Lack of positive tests not a positive sign for anti-doping regime
Hillyer now left holding the baby no-one wanted in the first place
This week it was confirmed that the Turf Club’s anti-doping taskforce has been dissolved. To recap, the taskforce was born of a desperate situation, an unwanted child of a shotgun marriage.
The Turf Club was left holding the baby, its veneer of respectability and competency in tatters as a result of the anabolic steroid scandals involving Philip Fenton and brothers John and Pat Hughes, each of whom was found in possession of copious quantities of illegal performance enhancing substances.
All three exposures came to light as a result of Department of Agriculture raids, leaving the Turf Club’s integrity department floundering for credibility as the scale of the finds emerged.
For simplicity, and at the risk of overextending and confusing the metaphor a little, let’s label those with steroid convictions as the reckless, irresponsible paternal figure, spreading wild oats with abandon, untroubled by the potential consequences.
Necessity is the mother of invention, so we ended up with the anti-doping taskforce, a new-born bundle of forced motivation, swaddled in a cosy blanket of good intentions.
It was chaired by the Turf Club’s current senior steward Meta Osborne and comprised other industry leaders such as the HRI and Turf Club chief executives Brian Kavanagh and Denis Egan, along with the esteemed figure of John Oxx.
For those supplying and administering Nitrotain and stanozolol – the steroids in question – the birth of the anti-doping taskforce should have been a frightening prospect. The calm, untroubled vista of their lives ought to have been changed irreparably, as the opening salvo in the taskforce's February report declared: “Illegal performance enhancing drugs have no place in the Irish racing and breeding industries.”
Sadly, though, the old gem that a camel is a horse designed by committee springs to mind. The appointment of Lynn Hillyer was a bright move, but, as we have observed here before, she faces a daunting task. She is now charged with rearing the bastard child.
In February, the taskforce’s report recommended access to a laboratory that meets international testing standards and the development of equine biological passports.
It also proposed an increase in out of competition testing (OOCT), the establishment of a protocol for testing on unlicensed premises, and that sales companies would sign up to the Turf Club’s OOCT programme.
Regrettably, notwithstanding the best intentions of all involved, nine months later the concept is marooned at the proposal stage. We are still talking about recommendations in an abstract sense.
Hillyer to tackle testing shortcomings
We know the Turf Club does not have the facility to test for cobalt or 'milkshaking', but even more worrying is the absence of a solitary positive test for anabolic steroids. Commercial quantities of the sort of substances that have destroyed the reputation of so many professional sports were unearthed by the department.
A product containing stanozolol, Ben Johnson’s juice of choice, was located on two trainers’ premises, and Fenton was also in possession of Nitrotain.

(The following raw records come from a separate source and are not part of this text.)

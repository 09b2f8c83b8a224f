//! Configuration error types.

use owo_colors::OwoColorize;
use std::fmt;
use std::path::PathBuf;
use thiserror::Error;

/// Configuration-related errors
#[derive(Debug, Error)]
pub enum ConfigError {
    #[error("IO error when reading `{0}`")]
    Io(PathBuf, #[source] std::io::Error),

    #[error("Config file parsing error")]
    Toml(#[from] toml::de::Error),

    #[error("Config validation error: {0}")]
    Validation(String),

    // NOTE: No #[from] here - we don't want source() which causes duplicate output
    #[error("{0}")]
    Diagnostics(ConfigDiagnostics),
}

/// A single configuration diagnostic
#[derive(Debug, Clone)]
pub struct ConfigDiagnostic {
    /// Config field path (e.g., "emit.include")
    pub field: &'static str,
    /// Error description
    pub message: String,
    /// Fix hint (optional)
    pub hint: Option<String>,
}

impl ConfigDiagnostic {
    pub fn new(field: &'static str, message: impl Into<String>) -> Self {
        Self {
            field,
            message: message.into(),
            hint: None,
        }
    }

    pub fn with_hint(mut self, hint: impl Into<String>) -> Self {
        self.hint = Some(hint.into());
        self
    }
}

impl fmt::Display for ConfigDiagnostic {
    fn fmt(&self, f: &mut fmt::Formatter<'_>) -> fmt::Result {
        writeln!(
            f,
            "{}{}{}",
            "[".dimmed(),
            self.field.cyan(),
            "]".dimmed()
        )?;
        write!(f, "{} {}", "→".red(), self.message)?;
        if let Some(hint) = &self.hint {
            write!(f, "\n  {} {}", "hint:".yellow(), hint)?;
        }
        Ok(())
    }
}

/// Collected validation diagnostics
#[derive(Debug, Default)]
pub struct ConfigDiagnostics {
    errors: Vec<ConfigDiagnostic>,
}

impl ConfigDiagnostics {
    pub fn new() -> Self {
        Self::default()
    }

    pub fn error(&mut self, field: &'static str, message: impl Into<String>) {
        self.errors.push(ConfigDiagnostic::new(field, message));
    }

    /// Add an error with a hint.
    pub fn error_with_hint(
        &mut self,
        field: &'static str,
        message: impl Into<String>,
        hint: impl Into<String>,
    ) {
        self.errors
            .push(ConfigDiagnostic::new(field, message).with_hint(hint));
    }

    /// Add a general hint (printed immediately, not a failure).
    pub fn hint(&mut self, field: &'static str, message: impl Into<String>) {
        crate::log!("hint"; "[{}] {}", field, message.into());
    }

    pub fn has_errors(&self) -> bool {
        !self.errors.is_empty()
    }

    pub fn errors(&self) -> &[ConfigDiagnostic] {
        &self.errors
    }

    /// Convert to Result (returns Err if there are errors).
    pub fn into_result(self) -> Result<(), Self> {
        if self.errors.is_empty() { Ok(()) } else { Err(self) }
    }
}

impl fmt::Display for ConfigDiagnostics {
    fn fmt(&self, f: &mut fmt::Formatter<'_>) -> fmt::Result {
        writeln!(f, "{}\n", "config validation failed:".red().bold())?;
        for (i, err) in self.errors.iter().enumerate() {
            write!(f, "{err}")?;
            if i + 1 < self.errors.len() {
                writeln!(f, "\n")?;
            }
        }
        if self.errors.len() > 1 {
            write!(
                f,
                "\n\n{} {} {}",
                "found".dimmed(),
                self.errors.len().to_string().red().bold(),
                "errors".dimmed()
            )?;
        }
        Ok(())
    }
}

impl std::error::Error for ConfigDiagnostics {}
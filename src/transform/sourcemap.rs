//! Minimal source map (revision 3) representation.

use serde::{Deserialize, Serialize};

/// A source map object, serialized as the `.map` sidecar payload.
///
/// Only the fields consumers require to recognize a valid map are
/// carried; processing steps that compute real mappings fill them in.
#[derive(Debug, Clone, PartialEq, Eq, Serialize, Deserialize)]
#[serde(rename_all = "camelCase")]
pub struct SourceMap {
    pub version: u8,
    #[serde(skip_serializing_if = "Option::is_none")]
    pub file: Option<String>,
    pub sources: Vec<String>,
    pub names: Vec<String>,
    pub mappings: String,
}

impl SourceMap {
    /// An empty map referencing a single source identifier.
    pub fn for_source(from: Option<&str>) -> Self {
        Self {
            version: 3,
            file: None,
            sources: from.map(|s| vec![s.to_string()]).unwrap_or_default(),
            names: Vec::new(),
            mappings: String::new(),
        }
    }

    /// Serialize to the JSON sidecar payload.
    pub fn to_json(&self) -> String {
        serde_json::to_string(self).unwrap_or_else(|_| r#"{"version":3}"#.to_string())
    }
}

#[cfg(test)]
mod tests {
    use super::*;

    #[test]
    fn test_for_source_records_identifier() {
        let map = SourceMap::for_source(Some("src/app.css"));
        assert_eq!(map.version, 3);
        assert_eq!(map.sources, vec!["src/app.css".to_string()]);
        assert!(map.mappings.is_empty());
    }

    #[test]
    fn test_json_round_trips() {
        let map = SourceMap::for_source(Some("a.css"));
        let parsed: SourceMap = serde_json::from_str(&map.to_json()).unwrap();
        assert_eq!(parsed, map);
    }

    #[test]
    fn test_json_is_camel_case_v3() {
        let json = SourceMap::for_source(None).to_json();
        let value: serde_json::Value = serde_json::from_str(&json).unwrap();
        assert_eq!(value["version"], 3);
        assert!(value["mappings"].is_string());
    }
}
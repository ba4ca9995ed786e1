//! Secure credential handling for provider adapters.
//!
//! Every adapter keeps its key in an [`ApiCredential`]:
//!
//! - **No accidental logging**: credentials never appear in Debug/Display output
//! - **Memory hygiene**: the value is zeroed on drop via `secrecy`
//! - **Explicit use**: the raw value is only reachable through `.expose()`
//!
//! ## Usage
//!
//! ```ignore
//! use switchboard_runtime::providers::ApiCredential;
//!
//! // Inline key from config wins, environment is the fallback
//! let cred = ApiCredential::resolve(settings.api_key.as_deref(), "OPENAI_API_KEY", "OpenAI API key")?;
//!
//! // Expose only at the point of use
//! request.bearer_auth(cred.expose());
//! ```

use secrecy::{ExposeSecret, SecretString};
use std::fmt;

use super::ProviderError;

/// Where a credential was loaded from.
#[derive(Debug, Clone, Copy, PartialEq, Eq)]
pub enum CredentialSource {
    /// Loaded from the configuration file
    Config,
    /// Loaded from an environment variable
    Environment,
    /// Provided programmatically
    Programmatic,
}

impl fmt::Display for CredentialSource {
    fn fmt(&self, f: &mut fmt::Formatter<'_>) -> fmt::Result {
        match self {
            CredentialSource::Config => write!(f, "config"),
            CredentialSource::Environment => write!(f, "environment"),
            CredentialSource::Programmatic => write!(f, "programmatic"),
        }
    }
}

/// A securely-stored API key.
pub struct ApiCredential {
    value: SecretString,
    source: CredentialSource,
    name: &'static str,
}

impl ApiCredential {
    /// Wrap a raw value. It cannot be printed after this point.
    pub fn new(value: impl Into<String>, source: CredentialSource, name: &'static str) -> Self {
        Self {
            value: SecretString::from(value.into()),
            source,
            name,
        }
    }

    /// Use an inline config value if present, otherwise the environment.
    ///
    /// Empty values are treated as absent in both places.
    pub fn resolve(
        inline: Option<&str>,
        env_var: &str,
        name: &'static str,
    ) -> Result<Self, ProviderError> {
        if let Some(value) = inline.filter(|v| !v.is_empty()) {
            return Ok(Self::new(value, CredentialSource::Config, name));
        }

        if let Some(value) = read_env(env_var) {
            return Ok(Self::new(value, CredentialSource::Environment, name));
        }

        Err(ProviderError::NotConfigured(format!(
            "{} required: set 'api_key' in config or {} environment variable",
            name, env_var
        )))
    }

    /// Expose the value for use in a request.
    ///
    /// Call this only where the key is sent. Never store the result.
    pub fn expose(&self) -> &str {
        self.value.expose_secret()
    }

    pub fn is_empty(&self) -> bool {
        self.value.expose_secret().is_empty()
    }

    pub fn source(&self) -> CredentialSource {
        self.source
    }
}

fn read_env(env_var: &str) -> Option<String> {
    std::env::var(env_var).ok().filter(|v| !v.is_empty())
}

impl fmt::Debug for ApiCredential {
    fn fmt(&self, f: &mut fmt::Formatter<'_>) -> fmt::Result {
        f.debug_struct("ApiCredential")
            .field("value", &"[REDACTED]")
            .field("source", &self.source)
            .field("name", &self.name)
            .finish()
    }
}

impl fmt::Display for ApiCredential {
    fn fmt(&self, f: &mut fmt::Formatter<'_>) -> fmt::Result {
        write!(f, "{} from {} [REDACTED]", self.name, self.source)
    }
}
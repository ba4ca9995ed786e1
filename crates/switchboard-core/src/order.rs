//! Provider preference order.
//!
//! The fallback order is the global preference used when a request names
//! no provider, or names one that is not registered. Planning a request's
//! try-order is pure: it only needs to know which providers are registered.

use serde::{Deserialize, Serialize};

use crate::types::ProviderId;

/// Ordered global provider preference.
#[derive(Debug, Clone, PartialEq, Eq, Serialize, Deserialize)]
#[serde(transparent)]
pub struct FallbackOrder(Vec<ProviderId>);

impl Default for FallbackOrder {
    /// Paid providers first, the free-tier provider last.
    fn default() -> Self {
        Self(vec![
            ProviderId::OpenAi,
            ProviderId::Anthropic,
            ProviderId::Google,
            ProviderId::HuggingFace,
        ])
    }
}

impl FallbackOrder {
    /// Create an order from an explicit sequence. Duplicates are kept here
    /// and dropped when a try-order is planned.
    pub fn new(providers: impl IntoIterator<Item = ProviderId>) -> Self {
        Self(providers.into_iter().collect())
    }

    pub fn providers(&self) -> &[ProviderId] {
        &self.0
    }

    pub fn is_empty(&self) -> bool {
        self.0.is_empty()
    }

    /// Plan the candidates for one request.
    ///
    /// The preferred provider goes first when it is registered. The rest of
    /// the registered providers follow in fallback order. Each provider
    /// appears at most once, and unregistered providers never appear.
    pub fn try_order<F>(&self, preferred: Option<ProviderId>, is_registered: F) -> Vec<ProviderId>
    where
        F: Fn(ProviderId) -> bool,
    {
        let mut plan = Vec::with_capacity(self.0.len() + 1);

        if let Some(id) = preferred {
            if is_registered(id) {
                plan.push(id);
            }
        }

        for &id in &self.0 {
            if is_registered(id) && !plan.contains(&id) {
                plan.push(id);
            }
        }

        plan
    }
}

#[cfg(test)]
mod tests {
    use super::*;
    use proptest::prelude::*;
    use std::collections::BTreeSet;

    use ProviderId::*;

    #[test]
    fn test_default_order() {
        assert_eq!(
            FallbackOrder::default().providers(),
            &[OpenAi, Anthropic, Google, HuggingFace]
        );
    }

    #[test]
    fn test_preferred_goes_first() {
        let order = FallbackOrder::default();
        let plan = order.try_order(Some(Google), |_| true);
        assert_eq!(plan, vec![Google, OpenAi, Anthropic, HuggingFace]);
    }

    #[test]
    fn test_unregistered_preference_is_ignored() {
        let order = FallbackOrder::default();
        let registered = [Anthropic, HuggingFace];
        let plan = order.try_order(Some(OpenAi), |id| registered.contains(&id));
        assert_eq!(plan, vec![Anthropic, HuggingFace]);
    }

    #[test]
    fn test_duplicates_in_order_are_dropped() {
        let order = FallbackOrder::new([Anthropic, OpenAi, Anthropic, HuggingFace, OpenAi]);
        let plan = order.try_order(None, |_| true);
        assert_eq!(plan, vec![Anthropic, OpenAi, HuggingFace]);
    }

    #[test]
    fn test_empty_registry_plans_nothing() {
        let plan = FallbackOrder::default().try_order(Some(OpenAi), |_| false);
        assert!(plan.is_empty());
    }

    #[test]
    fn test_preferred_outside_order_still_tried_first() {
        let order = FallbackOrder::new([OpenAi]);
        let plan = order.try_order(Some(HuggingFace), |_| true);
        assert_eq!(plan, vec![HuggingFace, OpenAi]);
    }

    #[test]
    fn test_deserializes_from_list() {
        let order: FallbackOrder = serde_json::from_str(r#"["google", "openai"]"#).unwrap();
        assert_eq!(order.providers(), &[Google, OpenAi]);
    }

    fn provider() -> impl Strategy<Value = ProviderId> {
        prop::sample::select(ProviderId::ALL.to_vec())
    }

    proptest! {
        #[test]
        fn prop_try_order_invariants(
            order in prop::collection::vec(provider(), 0..8),
            registered in prop::collection::btree_set(provider(), 0..=4),
            preferred in prop::option::of(provider()),
        ) {
            let order = FallbackOrder::new(order);
            let plan = order.try_order(preferred, |id| registered.contains(&id));

            // No duplicates, nothing unregistered
            let unique: BTreeSet<_> = plan.iter().copied().collect();
            prop_assert_eq!(unique.len(), plan.len());
            prop_assert!(plan.iter().all(|id| registered.contains(id)));

            // Registered preference always leads
            if let Some(id) = preferred.filter(|id| registered.contains(id)) {
                prop_assert_eq!(plan.first().copied(), Some(id));
            }

            // Everything after the preference follows fallback order
            let skip = usize::from(preferred.is_some_and(|id| registered.contains(&id)));
            let expected: Vec<ProviderId> = {
                let mut seen = BTreeSet::new();
                if skip == 1 {
                    seen.insert(plan[0]);
                }
                order
                    .providers()
                    .iter()
                    .copied()
                    .filter(|id| registered.contains(id) && seen.insert(*id))
                    .collect()
            };
            prop_assert_eq!(&plan[skip..], expected.as_slice());
        }
    }
}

The equivalent of around 1,500 doses of Nitrotain were confiscated from the retired department vet John Hughes, along with the infamous document that listed trainers’ names and contact details.
Nitrotain has an anabolic index of 19, in comparison to the likes of stanozolol, testosterone and nandralone, which range between one and four on the index. It improves stamina and builds muscle mass, and – inexplicably – clears the system in 48 hours. It is potent stuff, the blue-chip performance enhancer.
And yet, despite all these established facts, and a wealth of anecdotal evidence that reinforces the theory that things are not nearly as clean as such a pristine testing record suggests, no horse has ever tested positive for an anabolic steroid.
In the context of what we now know, and in light of the many positive tests in Britain, that is a damning statistic and a shocking indictment of the Turf Club’s testing regime.
Copious amounts of these toxic substances have been located by the department, but, even now, nearly five years after the raids on Fenton and John Hughes and nearly two years after the Turf Club’s initial pledge to wage war on the scourge of performance enhancing drugs, can we have any faith in its capacity to implement robust anti-doping policies, especially, but not limited to, the realm of anabolic steroids?
No remotely credible or intelligent interpretation of the absence of a positive test can be read as a positive reflection on the regulator’s testing capabilities.
The most pertinent question remains, then, just how well armed is the Turf Club to defend Irish racing's good name? Or, put it this way: is it shorter odds a positive test will emerge via the Turf Club or that the next steroid scandal will also have its roots in a Department of Agriculture-led raid? Exactly. It might soon be time to throw the baby out with the bathwater.